The 2014 survey found that the ratio of domestic and foreign food products was roughly 70-30 percent, and the situation is unlikely to have improved considerably since then.One of the basic reasons for this is the growing popularity of discount chains, which are primarily contracted to food and trade companies that produce large quantities of products and transport them over long distances. Therefore, it is no coincidence that there is a higher proportion of dominant foreign suppliers among their partners, which may lead to an increase in food import.

Due to the open economy, domestic players in the food industry do not consider it possible, even in the long run, to minimize food imports, but they believe that there is a chance that the share will improve to 80-20 percent.

As this ratio would also be acceptable for the majority of companies working in the sector, efforts have been made in the past to include it in formal regulations.

No Food Code on the agenda

A so called “food production chain code” was created in 2009, and it included a requirement that in the case of high priority domestic food products, the ratio of Hungarian –made products should reach a minimum of 80 percent on the primary and secondary shelves in retail outlets, in all periods when these products are being produced in significant quantities in Hungary.

However, it was a problem that the code could not enforce mandatory compliance with its regulations; some of its points were even challenged by the competition authority, so its implementation was finally removed from the agenda.

More than a decade has passed since the unsuccessful introduction of the code, but there is still a great deal of uncertainty today as to whether a specific ratio regarding food products can be published in any “official” document or in legislation.
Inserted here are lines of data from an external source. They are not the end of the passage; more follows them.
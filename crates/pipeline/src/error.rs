//! Error types for the update pipeline.

use crate::settings::Setting;
use thiserror::Error;
use tickersim_types::EntityId;

/// Reasons a producer loop stops.
#[derive(Debug, Error)]
pub enum ProducerError {
    /// The tracked entity no longer exists in the entity source.
    #[error("Entity with key {key} not found")]
    NotFound { key: String },

    /// The ratio field could not be read as a decimal.
    #[error("Invalid ratio value {value:?} for {key}")]
    InvalidRatio { key: String, value: String },
}

/// Reasons a single payload could not be applied.
#[derive(Debug, Error)]
pub enum ApplyError {
    /// The entity at the payload's index now has a different key, typically
    /// because the entity set was regenerated mid-run.
    #[error("Payload for {expected} addressed {id}, which now holds {found}")]
    KeyMismatch {
        id: EntityId,
        expected: String,
        found: String,
    },
}

/// Sending into a closed aggregation channel.
#[derive(Debug, Error, PartialEq, Eq)]
#[error("Aggregation channel is closed")]
pub struct ChannelClosed<T>(pub T);

/// An unrecognised live-setting name.
#[derive(Debug, Error, PartialEq, Eq)]
#[error("Unknown setting: {0}")]
pub struct ParseSettingError(pub String);

/// A live-setting value that would stall or spin producers.
#[derive(Debug, Error, PartialEq, Eq)]
pub enum SettingError {
    #[error("Interval for {0:?} must be non-zero")]
    ZeroInterval(Setting),
}
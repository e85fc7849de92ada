//! Execution statistics records.

use crate::{Category, WorkerId};
use serde::{Deserialize, Serialize};
use std::time::Duration;

/// Aggregated execution statistics for one (worker, category) pair.
///
/// Produced by the statistics aggregator as part of an immutable snapshot;
/// never mutated after publication.
#[derive(Debug, Clone, PartialEq, Serialize, Deserialize)]
pub struct StatRecord {
    pub worker: WorkerId,
    pub category: Category,
    /// Total updates recorded for this key since the last reset.
    pub update_count: u64,
    /// Sum of all recorded durations.
    pub total_duration: Duration,
    /// `total_duration / update_count` in milliseconds.
    pub avg_duration_ms: f64,
    /// Highest number of updates seen inside any one-second window of the
    /// retained history.
    pub peak_updates_per_sec: f64,
    /// Standard deviation of the gaps between retained timestamps, in ms.
    pub jitter_ms: f64,
    /// Times the worker switched execution state.
    pub state_transitions: u64,
    /// Aggregation channel depth at the time the snapshot was computed.
    pub queue_depth: u64,
    /// Resident memory of the process in bytes, `-1` when unavailable.
    pub memory_bytes: i64,
}
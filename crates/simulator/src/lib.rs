//! Ticker Simulator
//!
//! Many stock-like entities refreshed concurrently by producer tasks, funnelled
//! through a bounded drop-oldest channel into a single applier, with
//! per-worker execution statistics recorded along the way.
//!
//! # Architecture
//!
//! The simulator wires the pipeline crates together:
//!
//! - **Entity sources**: where entities come from ([`CatalogSource`])
//! - **Lifecycle**: start/stop/populate through the core transition table
//! - **Statistics**: live snapshots plus CSV/JSON export
//! - **Configuration**: TOML with per-category intervals
//!
//! # Example
//!
//! ```ignore
//! use tickersim_simulator::{CatalogSource, Simulation, SimulatorConfig};
//! use std::time::Duration;
//!
//! let config = SimulatorConfig::default().with_entity_count(10);
//! let sim = Simulation::new(&config, CatalogSource::new());
//!
//! sim.populate_entities(config.entity_count).await;
//! sim.start().await;
//! tokio::time::sleep(Duration::from_secs(5)).await;
//! sim.stop().await;
//!
//! RunReport::from_records(&sim.stats()).print();
//! ```

pub mod config;
pub mod controller;
pub mod export;
pub mod report;
pub mod source;

pub use config::{ConfigError, IntervalConfig, SimulatorConfig};
pub use controller::Simulation;
pub use export::{ExportError, ExportFormat, ExportReceipt, FileExporter, StatsExporter};
pub use report::RunReport;
pub use source::{CatalogSource, EntitySource, CATALOG_LEN};
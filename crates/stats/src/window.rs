//! Derived statistics over a retained timestamp history.
//!
//! Timestamps are milliseconds on a monotonic clock and must be sorted
//! ascending, which holds for histories built by appending `now()`.

/// Width of the peak-rate window.
pub const PEAK_WINDOW_MS: u64 = 1_000;

/// Maximum number of timestamps falling inside any one-second window.
///
/// Two-pointer sweep: each timestamp in turn is the window end, and the
/// window start advances past everything at or before `end - 1000ms`.
/// Written as an addition so ends inside the first second keep every sample.
/// O(n) in the length of the retained history.
pub fn peak_updates_per_second(timestamps: &[u64]) -> f64 {
    match timestamps.len() {
        0 => return 0.0,
        1 => return 1.0,
        _ => {}
    }

    let mut peak = 0usize;
    let mut start = 0usize;

    for (end, &t_end) in timestamps.iter().enumerate() {
        while start < end && timestamps[start] + PEAK_WINDOW_MS <= t_end {
            start += 1;
        }
        peak = peak.max(end - start + 1);
    }

    peak as f64
}

/// Population standard deviation of the gaps between consecutive timestamps.
pub fn jitter(timestamps: &[u64]) -> f64 {
    if timestamps.len() < 2 {
        return 0.0;
    }

    let gaps: Vec<f64> = timestamps
        .windows(2)
        .map(|pair| pair[1].saturating_sub(pair[0]) as f64)
        .collect();

    let mean = gaps.iter().sum::<f64>() / gaps.len() as f64;
    let variance = gaps.iter().map(|g| (g - mean) * (g - mean)).sum::<f64>() / gaps.len() as f64;
    variance.sqrt()
}
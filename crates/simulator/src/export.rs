//! Statistics export.

use chrono::Local;
use serde::Serialize;
use std::fmt;
use std::path::PathBuf;
use std::str::FromStr;
use thiserror::Error;
use tickersim_types::StatRecord;
use tracing::{info, warn};

/// Export failures.
#[derive(Debug, Error)]
pub enum ExportError {
    #[error("No metrics to export")]
    NoMetrics,

    #[error("Unsupported format: {0}")]
    UnsupportedFormat(String),

    #[error("Failed to write {path}: {source}")]
    Io {
        path: PathBuf,
        #[source]
        source: std::io::Error,
    },

    #[error("Failed to encode metrics: {0}")]
    Encode(#[from] serde_json::Error),
}

/// Output format.
#[derive(Debug, Clone, Copy, PartialEq, Eq)]
pub enum ExportFormat {
    Csv,
    Json,
}

impl ExportFormat {
    pub fn extension(self) -> &'static str {
        match self {
            ExportFormat::Csv => "csv",
            ExportFormat::Json => "json",
        }
    }
}

impl FromStr for ExportFormat {
    type Err = ExportError;

    fn from_str(s: &str) -> Result<Self, Self::Err> {
        match s.to_lowercase().as_str() {
            "csv" => Ok(ExportFormat::Csv),
            "json" => Ok(ExportFormat::Json),
            _ => Err(ExportError::UnsupportedFormat(s.to_string())),
        }
    }
}

impl fmt::Display for ExportFormat {
    fn fmt(&self, f: &mut fmt::Formatter<'_>) -> fmt::Result {
        f.write_str(self.extension())
    }
}

/// Where an export ended up.
#[derive(Debug, Clone, PartialEq, Eq)]
pub struct ExportReceipt {
    pub file_name: String,
    pub path: PathBuf,
    pub format: ExportFormat,
}

/// Accepts a finalized statistics snapshot and persists it somewhere.
pub trait StatsExporter: Send + Sync {
    fn export(
        &self,
        records: &[StatRecord],
        format: ExportFormat,
    ) -> Result<ExportReceipt, ExportError>;
}

/// Writes `metrics_<timestamp>.<ext>` files into a directory.
#[derive(Debug, Clone)]
pub struct FileExporter {
    dir: PathBuf,
}

const CSV_HEADER: [&str; 10] = [
    "Worker ID",
    "Worker Name",
    "Category",
    "Update Count",
    "Avg Duration (ms)",
    "Peak Updates/s",
    "Jitter (ms)",
    "State Transitions",
    "Queue Depth",
    "Memory (bytes)",
];

#[derive(Serialize)]
struct ExportedRecord<'a> {
    worker_id: u64,
    worker_name: &'a str,
    category: &'static str,
    update_count: u64,
    avg_duration_ms: f64,
    peak_updates_per_sec: f64,
    jitter_ms: f64,
    state_transitions: u64,
    queue_depth: u64,
    memory_bytes: i64,
}

impl<'a> From<&'a StatRecord> for ExportedRecord<'a> {
    fn from(record: &'a StatRecord) -> Self {
        Self {
            worker_id: record.worker.number(),
            worker_name: record.worker.name(),
            category: record.category.as_str(),
            update_count: record.update_count,
            avg_duration_ms: record.avg_duration_ms,
            peak_updates_per_sec: record.peak_updates_per_sec,
            jitter_ms: record.jitter_ms,
            state_transitions: record.state_transitions,
            queue_depth: record.queue_depth,
            memory_bytes: record.memory_bytes,
        }
    }
}

#[derive(Serialize)]
struct ExportDocument<'a> {
    export_time: String,
    metrics_count: usize,
    metrics: Vec<ExportedRecord<'a>>,
}

impl FileExporter {
    pub fn new(dir: impl Into<PathBuf>) -> Self {
        Self { dir: dir.into() }
    }

    pub fn dir(&self) -> &PathBuf {
        &self.dir
    }

    /// Render records as CSV. Every field is quoted, embedded quotes doubled.
    pub fn render_csv(records: &[StatRecord]) -> String {
        let mut out = csv_row(CSV_HEADER.iter().copied());
        for record in records {
            out.push('\n');
            out.push_str(&csv_row(
                [
                    record.worker.number().to_string(),
                    record.worker.name().to_string(),
                    record.category.as_str().to_string(),
                    record.update_count.to_string(),
                    format!("{:.3}", record.avg_duration_ms),
                    format!("{:.1}", record.peak_updates_per_sec),
                    format!("{:.3}", record.jitter_ms),
                    record.state_transitions.to_string(),
                    record.queue_depth.to_string(),
                    record.memory_bytes.to_string(),
                ]
                .iter()
                .map(String::as_str),
            ));
        }
        out
    }

    /// Render records as a pretty-printed JSON document.
    pub fn render_json(records: &[StatRecord], export_time: String) -> Result<String, ExportError> {
        let document = ExportDocument {
            export_time,
            metrics_count: records.len(),
            metrics: records.iter().map(ExportedRecord::from).collect(),
        };
        Ok(serde_json::to_string_pretty(&document)?)
    }
}

fn csv_row<'a>(fields: impl Iterator<Item = &'a str>) -> String {
    fields
        .map(|field| format!("\"{}\"", field.replace('"', "\"\"")))
        .collect::<Vec<_>>()
        .join(",")
}

impl StatsExporter for FileExporter {
    fn export(
        &self,
        records: &[StatRecord],
        format: ExportFormat,
    ) -> Result<ExportReceipt, ExportError> {
        if records.is_empty() {
            return Err(ExportError::NoMetrics);
        }

        let now = Local::now();
        let file_name = format!(
            "metrics_{}.{}",
            now.format("%Y-%m-%d_%H%M%S"),
            format.extension()
        );
        let path = self.dir.join(&file_name);

        let contents = match format {
            ExportFormat::Csv => Self::render_csv(records),
            ExportFormat::Json => {
                Self::render_json(records, now.format("%Y-%m-%dT%H:%M:%S").to_string())?
            }
        };

        if let Err(source) = std::fs::write(&path, contents) {
            warn!(path = %path.display(), error = %source, "Export failed");
            return Err(ExportError::Io { path, source });
        }

        info!(path = %path.display(), records = records.len(), %format, "Exported metrics");
        Ok(ExportReceipt {
            file_name,
            path,
            format,
        })
    }
}
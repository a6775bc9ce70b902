use std::path::PathBuf;

use serde::Deserialize;

use crate::error::StreamError;
use crate::session::Container;

#[derive(Debug, Deserialize)]
pub struct Settings {
    pub server: ServerSettings,
    pub streaming: StreamingSettings,
}

#[derive(Debug, Deserialize)]
pub struct ServerSettings {
    pub host: String,
    pub port: u16,
}

/// Streaming section of the configuration.
///
/// Each profile list is indexed by the `mode` query parameter of the
/// streaming API; a profile carries the encoder command template with
/// `%FFMPEG%`, `%OUTPUT%`, `%INPUT%` and (for RTMP) `%RTMP_URL%` tokens.
#[derive(Debug, Clone, Deserialize)]
pub struct StreamingSettings {
    /// Upper bound on concurrent stream slots. 0 disables streaming.
    #[serde(default)]
    pub max_streams: usize,

    #[serde(default = "default_ffmpeg_path")]
    pub ffmpeg_path: String,

    /// Directory where segmented sessions write `stream{N}.m3u8` and their
    /// numbered segment files.
    #[serde(default = "default_stream_dir")]
    pub stream_dir: PathBuf,

    /// Base URL of the broadcast tuner HTTP API.
    #[serde(default)]
    pub tuner_url: String,

    /// Directory holding recorded transport-stream files.
    #[serde(default)]
    pub recorded_dir: PathBuf,

    /// Tuner priority passed along with every live source request.
    #[serde(default)]
    pub priority: i32,

    #[serde(default)]
    pub live_hls: Vec<StreamProfile>,
    #[serde(default)]
    pub live_mpegts: Vec<StreamProfile>,
    #[serde(default)]
    pub live_webm: Vec<StreamProfile>,
    #[serde(default)]
    pub live_mp4: Vec<StreamProfile>,
    #[serde(default)]
    pub live_rtmp: Vec<RtmpProfile>,
    #[serde(default)]
    pub recorded_hls: Vec<StreamProfile>,
    #[serde(default)]
    pub recorded_mpegts: Vec<StreamProfile>,
    #[serde(default)]
    pub recorded_webm: Vec<StreamProfile>,
    #[serde(default)]
    pub recorded_mp4: Vec<StreamProfile>,
}

fn default_ffmpeg_path() -> String {
    "/usr/bin/ffmpeg".to_string()
}

fn default_stream_dir() -> PathBuf {
    PathBuf::from("/tmp/tvgate-stream")
}

#[derive(Debug, Clone, Deserialize)]
pub struct StreamProfile {
    pub cmd: String,
}

#[derive(Debug, Clone, Deserialize)]
pub struct RtmpProfile {
    pub cmd: String,
    /// Ingest destination; `%STREAM_KEY%` is replaced with the generated
    /// session key before substitution into the command template.
    pub url: String,
}

impl StreamingSettings {
    /// Looks up a profile by mode index, failing with a configuration error
    /// naming the offending table.
    pub fn pick<'a, T>(
        table: &'static str,
        profiles: &'a [T],
        mode: usize,
    ) -> Result<&'a T, StreamError> {
        profiles.get(mode).ok_or(StreamError::Config { table, mode })
    }

    pub fn live_transcode(&self, container: Container) -> &[StreamProfile] {
        match container {
            Container::WebM => &self.live_webm,
            Container::Mp4 => &self.live_mp4,
            Container::MpegTs => &self.live_mpegts,
        }
    }

    pub fn recorded_stream(&self, container: Container) -> &[StreamProfile] {
        match container {
            Container::WebM => &self.recorded_webm,
            Container::Mp4 => &self.recorded_mp4,
            Container::MpegTs => &self.recorded_mpegts,
        }
    }
}

/// Settings with every profile table pointing at `cat`, for exercising the
/// lifecycle without a real ffmpeg.
#[cfg(test)]
pub fn stub_settings(max_streams: usize, dir: &std::path::Path) -> StreamingSettings {
    let profile = || {
        vec![
            StreamProfile { cmd: "cat".into() },
            StreamProfile { cmd: "cat".into() },
        ]
    };
    StreamingSettings {
        max_streams,
        ffmpeg_path: "cat".into(),
        stream_dir: dir.to_path_buf(),
        tuner_url: String::new(),
        recorded_dir: dir.to_path_buf(),
        priority: 0,
        live_hls: profile(),
        live_mpegts: profile(),
        live_webm: profile(),
        live_mp4: profile(),
        live_rtmp: vec![RtmpProfile {
            cmd: "cat".into(),
            url: "rtmp://127.0.0.1/live/%STREAM_KEY%".into(),
        }],
        recorded_hls: profile(),
        recorded_mpegts: profile(),
        recorded_webm: profile(),
        recorded_mp4: profile(),
    }
}

#[cfg(test)]
mod tests {
    use super::*;

    fn minimal() -> StreamingSettings {
        StreamingSettings {
            max_streams: 2,
            ffmpeg_path: "/usr/bin/ffmpeg".into(),
            stream_dir: PathBuf::from("/tmp"),
            tuner_url: String::new(),
            recorded_dir: PathBuf::from("/tmp"),
            priority: 0,
            live_hls: vec![StreamProfile { cmd: "cat".into() }],
            live_mpegts: Vec::new(),
            live_webm: Vec::new(),
            live_mp4: Vec::new(),
            live_rtmp: Vec::new(),
            recorded_hls: Vec::new(),
            recorded_mpegts: Vec::new(),
            recorded_webm: Vec::new(),
            recorded_mp4: Vec::new(),
        }
    }

    #[test]
    fn pick_rejects_out_of_range_mode() {
        let settings = minimal();
        assert!(StreamingSettings::pick("live_hls", &settings.live_hls, 0).is_ok());
        let err = StreamingSettings::pick("live_hls", &settings.live_hls, 1).unwrap_err();
        assert!(matches!(
            err,
            StreamError::Config { table: "live_hls", mode: 1 }
        ));
    }
}
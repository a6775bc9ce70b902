use std::io::SeekFrom;
use std::path::Path;

use anyhow::Context;
use async_trait::async_trait;
use futures::TryStreamExt;
use tokio::io::{AsyncRead, AsyncSeekExt};
use tokio_util::io::StreamReader;
use tracing::info;

use crate::session::ChannelId;

pub type SourceReader = Box<dyn AsyncRead + Send + Unpin>;

/// Boundary to the broadcast tuner: "give me the raw byte stream for channel
/// X at priority P". Everything behind it is opaque to the stream core.
#[async_trait]
pub trait TunerClient: Send + Sync {
    async fn service_stream(
        &self,
        channel_id: ChannelId,
        priority: i32,
    ) -> anyhow::Result<SourceReader>;
}

/// Tuner reached over HTTP, e.g. a Mirakurun-compatible backend.
pub struct HttpTuner {
    base_url: String,
    client: reqwest::Client,
}

impl HttpTuner {
    pub fn new(base_url: String) -> anyhow::Result<Self> {
        let client = reqwest::Client::builder().build()?;
        Ok(Self { base_url, client })
    }
}

#[async_trait]
impl TunerClient for HttpTuner {
    async fn service_stream(
        &self,
        channel_id: ChannelId,
        priority: i32,
    ) -> anyhow::Result<SourceReader> {
        let url = format!(
            "{}/api/services/{}/stream?priority={}",
            self.base_url.trim_end_matches('/'),
            channel_id,
            priority
        );
        info!("acquiring tuner stream: channel={} priority={}", channel_id, priority);

        let response = self
            .client
            .get(&url)
            .send()
            .await
            .and_then(|r| r.error_for_status())
            .with_context(|| format!("tuner request failed: {url}"))?;

        let stream = response
            .bytes_stream()
            .map_err(|err| std::io::Error::new(std::io::ErrorKind::Other, err));

        Ok(Box::new(StreamReader::new(stream)))
    }
}

/// Opens a recorded file positioned at `offset` bytes.
pub async fn open_recorded(path: &Path, offset: u64) -> anyhow::Result<SourceReader> {
    let mut file = tokio::fs::File::open(path)
        .await
        .with_context(|| format!("recorded file not readable: {}", path.display()))?;
    if offset > 0 {
        file.seek(SeekFrom::Start(offset)).await?;
    }
    Ok(Box::new(file))
}

/// Tuner stub handing out empty streams while counting acquisitions, so
/// tests can observe whether a request actually reached the tuner.
#[cfg(test)]
pub struct StubTuner {
    pub acquisitions: std::sync::atomic::AtomicUsize,
}

#[cfg(test)]
impl StubTuner {
    pub fn new() -> Self {
        Self {
            acquisitions: std::sync::atomic::AtomicUsize::new(0),
        }
    }

    pub fn acquisitions(&self) -> usize {
        self.acquisitions.load(std::sync::atomic::Ordering::SeqCst)
    }
}

#[cfg(test)]
#[async_trait]
impl TunerClient for StubTuner {
    async fn service_stream(
        &self,
        _channel_id: ChannelId,
        _priority: i32,
    ) -> anyhow::Result<SourceReader> {
        self.acquisitions
            .fetch_add(1, std::sync::atomic::Ordering::SeqCst);
        Ok(Box::new(tokio::io::empty()))
    }
}

#[cfg(test)]
mod tests {
    use super::*;
    use tokio::io::AsyncReadExt;

    #[tokio::test]
    async fn open_recorded_honours_byte_offset() {
        let dir = tempfile::tempdir().unwrap();
        let path = dir.path().join("10.m2ts");
        tokio::fs::write(&path, b"0123456789").await.unwrap();

        let mut reader = open_recorded(&path, 4).await.unwrap();
        let mut rest = Vec::new();
        reader.read_to_end(&mut rest).await.unwrap();
        assert_eq!(rest, b"456789");
    }

    #[tokio::test]
    async fn open_recorded_reports_missing_file() {
        let dir = tempfile::tempdir().unwrap();
        let missing = dir.path().join("nope.m2ts");
        assert!(open_recorded(&missing, 0).await.is_err());
    }
}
Therefore, the government is apparently seeking other methods in the food market, such as periodical state-promoted (marketing) campaigns, which are clearly aimed at putting domestic goods in a better position, and can therefore also help to curb imports.

Recently, as a result of the coronavirus epidemic, a new project called "Choose Hungarian!" was launched, which encourages consumers to buy food products made in Hungary. Agriculture Minister István Nagy also emphasized in his statement about the new campaign that conscious decisions by consumers to buy Hungarian products can protect the economy and provide a livelihood for domestic market players.

According to the minister, the epidemic has already proved that food self-sufficiency will be more important than ever before, therefore promoting domestic food products will become an increasingly significant task in the future.

Limited Hungarian ownership in the food trade

At the same time, many people believe that market campaigns are not enough; breakthrough results could only be achieved if Hungarian ownership was more dominant in food companies and, of course, in the food trade. As Government Commissioner János Lázár recently put it:

if 80 percent of the food processing industry has Hungarian ownership, then we will be able to say that 80 percent of the food consumed will be of Hungarian origin.

Industry estimates, on the other hand, show that the situation is much worse today in terms of ownership, as the domestic and foreign capital ratio can be 50-50 percent if the whole domestic food industry is taken into account.

Recent experience shows that for some firms, changes can occur in both directions, but in general, the current structure appears to be stable.

Based on this, there is no realistic chance today that Hungarian ownership in the domestic food industry could spectacularly advance in the foreseeable future.